Only a small portion of all vaccines being exported by India have been donations to friendly nations. The large majority of exports are under commercial agreements Serum has made. But the government has been portraying each shipment out of the country as India’s gift to the world. Exporting more vaccines than administering to its own citizens has appeared to be a clever strategy that bolstered India’s and Modi’s image worldwide. By March 24, India had exported more vaccines than it had administered to its own citizens — 60 million doses had been dispatched to 76 countries, while 52 million doses had been administered to Indians.

Meanwhile, the Prime Minister was leading the charge for his party, holding massive election rallies with several hundred thousand mask-less supporters in attendance. The slow domestic vaccine roll out, a jubilant focus on vaccine exports and the complete abandonment of COVID protocols gave people the message that India’s pandemic was on its way out. Perhaps, Modi believed that as well — despite lessons from around the world to expect otherwise.

India’s second COVID-19 wave struck with a vengeance. India’s daily case count shot up exponentially from 12,000 on March 1 to more than 100,000 in the first week of April. More than 500 people have been dying of COVID each day in April. Caught napping at the wheel, the Modi government halted its victory lap and stopped all vaccine exports indefinitely. Under pressure from the worst-affected Indian states like Maharashtra, Karnataka, Tamil Nadu and Delhi that have run out of vaccines, a senior federal health official said earlier this week, “The aim is to administer the vaccine not to those who want it, but to those who need it.”

In his address to India’s chief ministers last week, Modi announced a “tika utsav” or “vaccine festival” from April 11 to 14. But with widespread reports of shortages across the country, the last ditch attempt to save face has no takers. India has indicated it may resume vaccine exports by June in the hope that India’s latest COVID wave ebbs. But, until then, millions of people around the world who were promised Indian vaccines will be disappointed.
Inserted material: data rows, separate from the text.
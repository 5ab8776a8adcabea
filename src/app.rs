use std::sync::Arc;

use axum::http::header::{AUTHORIZATION, CONTENT_TYPE};
use axum::http::{HeaderName, HeaderValue, Method};
use axum::middleware;
use axum::routing::{delete, get, post, put};
use axum::Router;
use sqlx::SqlitePool;
use tower_http::cors::CorsLayer;
use tower_http::trace::TraceLayer;

use crate::auth::{csrf, JwtConfig};
use crate::authz;
use crate::config::AppConfig;
use crate::errors::AppError;
use crate::events::{self, EventBus};
use crate::mailer::Mailer;
use crate::routes::{
    activity, analytics, auth, health, leads, portfolio, posts, rbac, settings, track, users,
};

#[derive(Clone)]
pub struct AppState {
    pub pool: SqlitePool,
    pub jwt: Arc<JwtConfig>,
    pub config: Arc<AppConfig>,
    pub mailer: Mailer,
    pub event_bus: EventBus,
}

impl AppState {
    pub fn new(pool: SqlitePool, jwt: JwtConfig, config: AppConfig, event_bus: EventBus) -> Self {
        let mailer = Mailer::new(config.email.clone());
        Self {
            pool,
            jwt: Arc::new(jwt),
            config: Arc::new(config),
            mailer,
            event_bus,
        }
    }
}

pub async fn create_app(pool: SqlitePool, config: AppConfig) -> Result<Router, AppError> {
    let jwt_config = JwtConfig::from_env()?;

    let (event_bus, rx) = events::init_event_bus();
    tokio::spawn(events::start_activity_listener(rx, pool.clone()));

    let state = AppState::new(pool, jwt_config, config, event_bus);

    let cors = build_cors(&state.config);

    let api_routes = Router::new()
        .route("/health", get(health::health))
        .route("/leads", post(leads::capture_lead))
        .route("/track/sessions", post(track::start_session))
        .route("/track/sessions/:id/pageviews", post(track::record_page_view))
        .route("/track/sessions/:id/events", post(track::record_event));

    let auth_routes = Router::new()
        .route("/login", post(auth::login))
        .route("/logout", post(auth::logout))
        .route("/me", get(auth::me));

    let admin_routes = Router::new()
        .route("/leads", get(leads::list_leads))
        .route("/leads/:id", get(leads::get_lead))
        .route("/leads/:id", put(leads::update_lead))
        .route("/leads/:id", delete(leads::delete_lead))
        .route("/users", get(users::list_users))
        .route("/users", post(users::create_user))
        .route("/users/:id", get(users::get_user))
        .route("/users/:id", put(users::update_user))
        .route("/users/:id", delete(users::delete_user))
        .route("/users/:id/permissions", get(users::effective_permissions))
        .route("/roles", get(rbac::list_roles))
        .route("/roles", post(rbac::create_role))
        .route("/roles/:id", get(rbac::get_role))
        .route("/roles/:id", put(rbac::update_role))
        .route("/roles/:id", delete(rbac::delete_role))
        .route("/permissions", get(rbac::list_permissions))
        .route("/permissions", post(rbac::create_permission))
        .route("/permissions/:id", put(rbac::update_permission))
        .route("/permissions/:id", delete(rbac::delete_permission))
        .route("/posts", get(posts::list_posts))
        .route("/posts", post(posts::create_post))
        .route("/posts/:id", get(posts::get_post))
        .route("/posts/:id", put(posts::update_post))
        .route("/posts/:id", delete(posts::delete_post))
        .route("/tags", get(posts::list_tags))
        .route("/tags", post(posts::create_tag))
        .route("/tags/:id", delete(posts::delete_tag))
        .route("/portfolio", get(portfolio::list_items))
        .route("/portfolio", post(portfolio::create_item))
        .route("/portfolio/:id", get(portfolio::get_item))
        .route("/portfolio/:id", put(portfolio::update_item))
        .route("/portfolio/:id", delete(portfolio::delete_item))
        .route("/settings", get(settings::list_settings))
        .route("/settings/:key", get(settings::get_setting))
        .route("/settings/:key", put(settings::upsert_setting))
        .route("/analytics/dashboard", get(analytics::dashboard))
        .route("/analytics/sessions", get(analytics::list_sessions))
        .route("/analytics/sessions/:id", get(analytics::get_session))
        .route("/activity", get(activity::recent_activity));

    // Layer order matters: trace and the IP blocklist wrap everything,
    // CSRF runs inside CORS so preflights never hit it.
    let router = Router::new()
        .nest("/api", api_routes)
        .nest("/auth", auth_routes)
        .nest("/admin", admin_routes)
        .layer(middleware::from_fn(csrf::csrf_middleware))
        .layer(cors)
        .layer(middleware::from_fn_with_state(
            state.clone(),
            authz::ip_blocklist,
        ))
        .layer(TraceLayer::new_for_http())
        .with_state(state);

    Ok(router)
}

fn build_cors(config: &AppConfig) -> CorsLayer {
    // Credentials mode forbids the wildcard origin, so the allow-list is
    // materialized into explicit header values.
    let origins: Vec<HeaderValue> = config
        .cors_origins
        .iter()
        .filter_map(|origin| origin.parse::<HeaderValue>().ok())
        .collect();

    CorsLayer::new()
        .allow_methods([
            Method::GET,
            Method::POST,
            Method::PUT,
            Method::DELETE,
            Method::OPTIONS,
        ])
        .allow_origin(origins)
        .allow_headers([
            AUTHORIZATION,
            CONTENT_TYPE,
            HeaderName::from_static(csrf::CSRF_HEADER),
        ])
        .allow_credentials(true)
}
Poor judgment on India’s domestic requirement and the failure to back up vaccine diplomacy ambitions with adequate manufacturing capacity has meant that both domestic and international vaccination efforts have been bungled. India had three objectives through its vaccination plan — a robust domestic rollout, supply to Covax countries and vaccine diplomacy. All three could have been achieved with some foresight.

On November 28, Modi visited Serum Institute for a photo-op. He was aware of Serum’s commercial agreements. He should have seized that moment to invest in expanding capacity, but instead, his government began regulating their exports. After the recent export moratorium, Serum asked the Modi government for a cash infusion of $400 million to ramp up its capacity. The government should have done this last year when it became clear that vaccinating entire countries was the only way to protect citizens and safeguard the economy from lockdown shocks.

At the current rate, India is expected to complete vaccination of the entire population only by the end of 2023. The timelines for many developing countries across the world that were relying on Indian vaccines has also been pushed behind by several months, if not years. The world’s largest manufacturer of vaccines might end up being the last to vaccinate its people, even as Canada, which showered praise on Modi, aims to vaccinate all of its citizens by September, 2021.

Marathe is studying public policy at the Harvard Kennedy School and is a former spokesperson of the Aam Aadmi Party.